If you know much about LED lights then you know that they are typically built upon an n-type substrate. On the surface of the device, the electrode is attached to the p-type layer. Often, commercial LED lights also include some kind of substrate of sapphire. A scientist in LED research must always remember that when the refractive index of materials is not properly paired with the index of the semiconductor there is a chance of increased heat and, of course, potential danger. This is actually the exact opposite of one of the major benefits of LED lighting, that being that they do not retain or give off heat despite the generation of light. However, any potential dangers can be remedied simply by assuring that the basic scientific functions are executed properly in the design of each LED unit.

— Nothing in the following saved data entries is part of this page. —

#[cfg(test)]
mod tests {
    use super::*;

    #[test]
    fn test_decode_joined() {
        let data = json!({
            "videoroom": "joined",
            "room": 1234u64,
            "description": "d",
            "id": 55u64,
            "private_id": 99u64,
            "publishers": []
        });
        match decode_event(&data).unwrap() {
            Some(VideoRoomEvent::Joined(event)) => {
                assert_eq!(event.room, 1234);
                assert_eq!(event.id, 55);
                assert_eq!(event.private_id, 99);
                assert!(event.publishers.is_empty());
                assert_eq!(event.description.as_deref(), Some("d"));
            }
            other => panic!("expected Joined, got {:?}", other),
        }
    }

    #[test]
    fn test_decode_bare_leaving_without_tag() {
        let data = json!({"room": 42u64, "leaving": 7u64});
        match decode_event(&data).unwrap() {
            Some(VideoRoomEvent::ParticipantLeft(event)) => {
                assert_eq!(event.room, 42);
                assert_eq!(event.leaving, 7);
            }
            other => panic!("expected ParticipantLeft, got {:?}", other),
        }
    }

    #[test]
    fn test_decode_publishers_wins_over_later_shapes() {
        // Ambiguous payload: first match (publishers) wins.
        let data = json!({
            "videoroom": "event",
            "room": 1u64,
            "publishers": [{"id": 8u64, "display": "alice"}],
            "leaving": 9u64
        });
        match decode_event(&data).unwrap() {
            Some(VideoRoomEvent::PublisherAdded(event)) => {
                assert_eq!(event.publishers.len(), 1);
                assert_eq!(event.publishers[0].id, 8);
                assert_eq!(event.publishers[0].display.as_deref(), Some("alice"));
            }
            other => panic!("expected PublisherAdded, got {:?}", other),
        }
    }

    #[test]
    fn test_decode_unpublished() {
        let data = json!({"videoroom": "event", "room": 3u64, "unpublished": 12u64});
        assert_eq!(
            decode_event(&data).unwrap(),
            Some(VideoRoomEvent::Unpublished(UnpublishedEvent {
                room: 3,
                unpublished: 12
            }))
        );
    }

    #[test]
    fn test_decode_talking() {
        let data = json!({
            "videoroom": "talking", "room": 5u64, "id": 6u64, "audio-level-dBov-avg": -40
        });
        match decode_event(&data).unwrap() {
            Some(VideoRoomEvent::Talking(event)) => assert_eq!(event.audio_level_avg, -40),
            other => panic!("expected Talking, got {:?}", other),
        }
    }

    #[test]
    fn test_matched_shape_with_missing_field_fails() {
        // Tagged as joined but missing the room field.
        let data = json!({"videoroom": "joined", "id": 55u64, "private_id": 9u64, "publishers": []});
        match decode_event(&data) {
            Err(JanusError::Decode { field }) => assert_eq!(field, "room"),
            other => panic!("expected decode error, got {:?}", other),
        }
    }

    #[test]
    fn test_unknown_shape_decodes_to_none() {
        let data = json!({"videoroom": "event", "room": 1u64, "configured": "ok"});
        assert_eq!(decode_event(&data).unwrap(), None);
    }
}
use std::time::Duration;
use thiserror::Error;

/// Error type covering every failure the client surfaces to callers.
///
/// All failures are values carried on the relevant `Result`; nothing in this
/// crate aborts the process. Gateway-reported errors (`janus: "error"`
/// replies) arrive as [`JanusError::Gateway`] on the pending call they
/// correlate to, never as a global condition.
#[derive(Error, Debug)]
pub enum JanusError {
    #[error("Transport is not connected")]
    NotConnected,

    #[error("Connection failed: {0}")]
    Connection(String),

    #[error("Transport closed while request was outstanding")]
    TransportClosed,

    #[error("Gateway returned an error: {reason}")]
    Gateway { reason: String },

    #[error("Transaction '{transaction}' timed out after {elapsed:?}")]
    Timeout {
        transaction: String,
        elapsed: Duration,
    },

    #[error("Missing or mistyped field '{field}' in event payload")]
    Decode { field: String },

    #[error("Serialization error: {0}")]
    Serialization(String),

    #[error("Too many pending transactions: maximum {max} allowed")]
    PendingLimit { max: usize },

    #[error("Transaction '{0}' is already registered")]
    DuplicateTransaction(String),

    #[error("Session or client has been shut down")]
    SessionClosed,

    #[error("Invalid configuration: {0}")]
    InvalidConfig(String),
}

impl JanusError {
    /// Shorthand used by the event decoders when a matched shape is missing
    /// an expected field.
    pub fn decode(field: &str) -> Self {
        JanusError::Decode {
            field: field.to_string(),
        }
    }
}

impl From<serde_json::Error> for JanusError {
    fn from(error: serde_json::Error) -> Self {
        JanusError::Serialization(error.to_string())
    }
}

There have been many developments, experiments, and research done on the production and benefits of LED lighting. The semiconductor – device sends charges of incoherent narrow – spectrum light. LED lighting therefore emits a particular form of electroluminescence that can, theoretically, be easily utilized an alternative light source. The semiconducting chip of an LED light is of course, cased in solid plastic in the form of a lens – a very effective and very strong. Making LED lighting one of the safest kinds of bulb – lighting.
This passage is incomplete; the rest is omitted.